Я в самом деле засел за отчёты по строительству фабрик, заодно прокручивал идею насчёт дирижаблей. Работы по их строительству ведутся в ряде стран, вариантов бесчисленная масса, но я знаю самый краткий путь, ошибок не совершу.
Дверь распахнулась без стука, я вскинул голову, через порог ступила Консуэлла, очень серьёзная и собранная, взгляд строг и направлен на меня.
Я торопливо вскочил, указал на лучшее кресло напротив дивана, сказал с поклоном:
— Консуэлла… Я счастлив, я рад… Как вам у нас?
Она прошла к креслу, но, показывая, что даже в мелочи поступает по-своему, села на диван и даже платье не поправила, хотя то обнажило ей ноги чуть ли не середины голени.

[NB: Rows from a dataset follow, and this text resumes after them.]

// ── Route guard ──
//
// Presence-based navigation gate. Runs before any dashboard screen and
// decides purely from whether a token is stored; the backend stays the
// authority on whether that token is still valid.

use url::form_urlencoded;

/// Protected area prefix and home.
pub const DASHBOARD_HOME: &str = "/dashboard";
/// Login screen.
pub const LOGIN_PATH: &str = "/auth/login";
/// Query parameter carrying the originally requested path.
pub const CALLBACK_PARAM: &str = "callbackUrl";

const AUTH_PREFIX: &str = "/auth";

/// Paths that never reach the guard.
const BYPASS_PREFIXES: &[&str] = &["/_next/static", "/_next/image", "/favicon.ico", "/public", "/api"];

/// Where a navigation should go instead.
#[derive(Debug, Clone, PartialEq, Eq)]
pub struct Redirect {
    pub location: String,
}

impl Redirect {
    pub fn to(location: impl Into<String>) -> Self {
        Self {
            location: location.into(),
        }
    }

    pub fn dashboard() -> Self {
        Self::to(DASHBOARD_HOME)
    }

    pub fn login() -> Self {
        Self::to(LOGIN_PATH)
    }

    /// Login redirect remembering `target`.
    pub fn login_with_callback(target: &str) -> Self {
        let query = form_urlencoded::Serializer::new(String::new())
            .append_pair(CALLBACK_PARAM, target)
            .finish();
        Self::to(format!("{LOGIN_PATH}?{query}"))
    }

    /// The `callbackUrl` carried by this redirect, decoded.
    pub fn callback(&self) -> Option<String> {
        let (_, query) = self.location.split_once('?')?;
        form_urlencoded::parse(query.as_bytes())
            .find(|(k, _)| k == CALLBACK_PARAM)
            .map(|(_, v)| v.into_owned())
    }
}

impl std::fmt::Display for Redirect {
    fn fmt(&self, f: &mut std::fmt::Formatter<'_>) -> std::fmt::Result {
        f.write_str(&self.location)
    }
}

/// Outcome of one navigation.
#[derive(Debug, Clone, PartialEq, Eq)]
pub enum GuardDecision {
    Allow,
    Redirect(Redirect),
}

/// Which part of the app a path belongs to.
#[derive(Debug, Clone, Copy, PartialEq, Eq)]
pub enum PathClass {
    Protected,
    Auth,
    Root,
    Public,
}

fn under(path: &str, prefix: &str) -> bool {
    path.strip_prefix(prefix)
        .is_some_and(|rest| rest.is_empty() || rest.starts_with('/'))
}

/// `path` without its query string or fragment.
fn pathname(path: &str) -> &str {
    path.split(['?', '#']).next().unwrap_or(path)
}

pub fn classify(path: &str) -> PathClass {
    let path = pathname(path);
    if path == "/" || path.is_empty() {
        PathClass::Root
    } else if under(path, DASHBOARD_HOME) {
        PathClass::Protected
    } else if under(path, AUTH_PREFIX) {
        PathClass::Auth
    } else {
        PathClass::Public
    }
}

/// Decide a navigation to `path` given whether a token is stored.
pub fn evaluate(path: &str, token_present: bool) -> GuardDecision {
    let path = pathname(path);
    if BYPASS_PREFIXES.iter().any(|p| under(path, p)) {
        return GuardDecision::Allow;
    }

    match (classify(path), token_present) {
        (PathClass::Protected, false) => {
            GuardDecision::Redirect(Redirect::login_with_callback(path))
        }
        (PathClass::Auth | PathClass::Root, true) => GuardDecision::Redirect(Redirect::dashboard()),
        (PathClass::Root, false) => GuardDecision::Redirect(Redirect::login()),
        _ => GuardDecision::Allow,
    }
}
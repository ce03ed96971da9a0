// Permissions screen.

use webdash_api::{Acknowledgement, ApiClient, Error as ApiError, PermissionItem, PermissionRequest};

use super::{FormMode, MutableResource, Resource};
use crate::validate::{ValidationErrors, Validator};

#[derive(Debug, Default)]
pub struct Permissions;

#[derive(Debug, Clone, Default, PartialEq, Eq)]
pub struct PermissionDraft {
    pub name: String,
    pub guard_name: Option<String>,
}

impl PermissionDraft {
    fn request(&self) -> PermissionRequest {
        PermissionRequest {
            name: self.name.trim().to_owned(),
            guard_name: self.guard_name.clone().filter(|g| !g.is_empty()),
        }
    }
}

impl Resource for Permissions {
    type Record = PermissionItem;
    type Draft = PermissionDraft;

    const ENTITY: &'static str = "Permission";
    const PLURAL: &'static str = "permissions";
    const ROUTE: &'static str = "/dashboard/users/permission";

    fn id(record: &PermissionItem) -> u64 {
        record.id
    }

    fn search_fields(record: &PermissionItem) -> Vec<&str> {
        vec![record.name.as_str()]
    }

    async fn list(&self, api: &ApiClient) -> Result<Vec<PermissionItem>, ApiError> {
        api.list_permissions().await
    }
}

impl MutableResource for Permissions {
    fn draft_from(record: &PermissionItem) -> PermissionDraft {
        PermissionDraft {
            name: record.name.clone(),
            guard_name: None,
        }
    }

    fn validate(draft: &PermissionDraft, _mode: FormMode) -> Result<(), ValidationErrors> {
        Validator::new().required("name", &draft.name).finish()
    }

    async fn create(
        &self,
        api: &ApiClient,
        draft: &PermissionDraft,
    ) -> Result<Acknowledgement, ApiError> {
        api.create_permission(&draft.request()).await
    }

    async fn update(
        &self,
        api: &ApiClient,
        id: u64,
        draft: &PermissionDraft,
    ) -> Result<Acknowledgement, ApiError> {
        api.update_permission(id, &draft.request()).await
    }

    async fn delete(&self, api: &ApiClient, id: u64) -> Result<Acknowledgement, ApiError> {
        api.delete_permission(id).await
    }
}
// Role endpoints
//
// Role updates are query-encoded (`?name=..&permission[]=..`) rather than
// sent as a JSON body; the backend only reads them from the query string.

use std::collections::BTreeMap;

use tracing::debug;

use crate::client::{ApiClient, Extra};
use crate::error::Error;
use crate::models::{
    Acknowledgement, ApiRole, RoleListPayload, RoleMember, RoleMembersPayload, RoleNamesPayload,
    RoleRequest,
};

impl ApiClient {
    /// All roles with their nested permissions.
    ///
    /// `GET /roles`
    pub async fn list_roles(&self) -> Result<Vec<ApiRole>, Error> {
        let url = self.url("/roles")?;
        debug!("listing roles");
        Ok(self.get::<RoleListPayload>(url).await?.payload.role)
    }

    /// Role id → name map.
    ///
    /// `GET /role_list`
    pub async fn role_names(&self) -> Result<BTreeMap<String, String>, Error> {
        let url = self.url("/role_list")?;
        debug!("listing role names");
        Ok(self.get::<RoleNamesPayload>(url).await?.payload.roles)
    }

    /// Users grouped by role name.
    ///
    /// `GET /role_wise_user`
    pub async fn role_members(&self) -> Result<BTreeMap<String, Vec<RoleMember>>, Error> {
        let url = self.url("/role_wise_user")?;
        debug!("listing role members");
        Ok(self.get::<RoleMembersPayload>(url).await?.payload.roles)
    }

    /// `POST /roles` with `{name, permission: [...]}`
    pub async fn create_role(&self, req: &RoleRequest) -> Result<Acknowledgement, Error> {
        let url = self.url("/roles")?;
        debug!(name = %req.name, "creating role");
        Ok(self.post::<Extra>(url, req).await?.ack())
    }

    /// `PUT /roles/{id}?name={name}&permission[]={p}...`
    pub async fn update_role(&self, id: u64, req: &RoleRequest) -> Result<Acknowledgement, Error> {
        let pairs = std::iter::once(("name", req.name.as_str()))
            .chain(req.permission.iter().map(|p| ("permission[]", p.as_str())));
        let url = self.url_with_query(&format!("/roles/{id}"), pairs)?;
        debug!(id, "updating role");
        Ok(self.put_empty::<Extra>(url).await?.ack())
    }

    /// `DELETE /roles/{id}`
    pub async fn delete_role(&self, id: u64) -> Result<Acknowledgement, Error> {
        let url = self.url(&format!("/roles/{id}"))?;
        debug!(id, "deleting role");
        Ok(self.delete::<Extra>(url).await?.ack())
    }
}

— Не прикидывайтесь, — посоветовала она мирным голосом. — Вы знаете, что Сюзанна пригласила меня специально для вас. Сама она уверяет, что между вами ничего не было. Вот так живёт с вами в одном доме, обедаете вместе и… ничего?
— Она говорит правду, — заверил я и добавил, видя, что гостья не слишком верит такому от половозрелого мужчины, — я не хочу терять талантливого финансового директора.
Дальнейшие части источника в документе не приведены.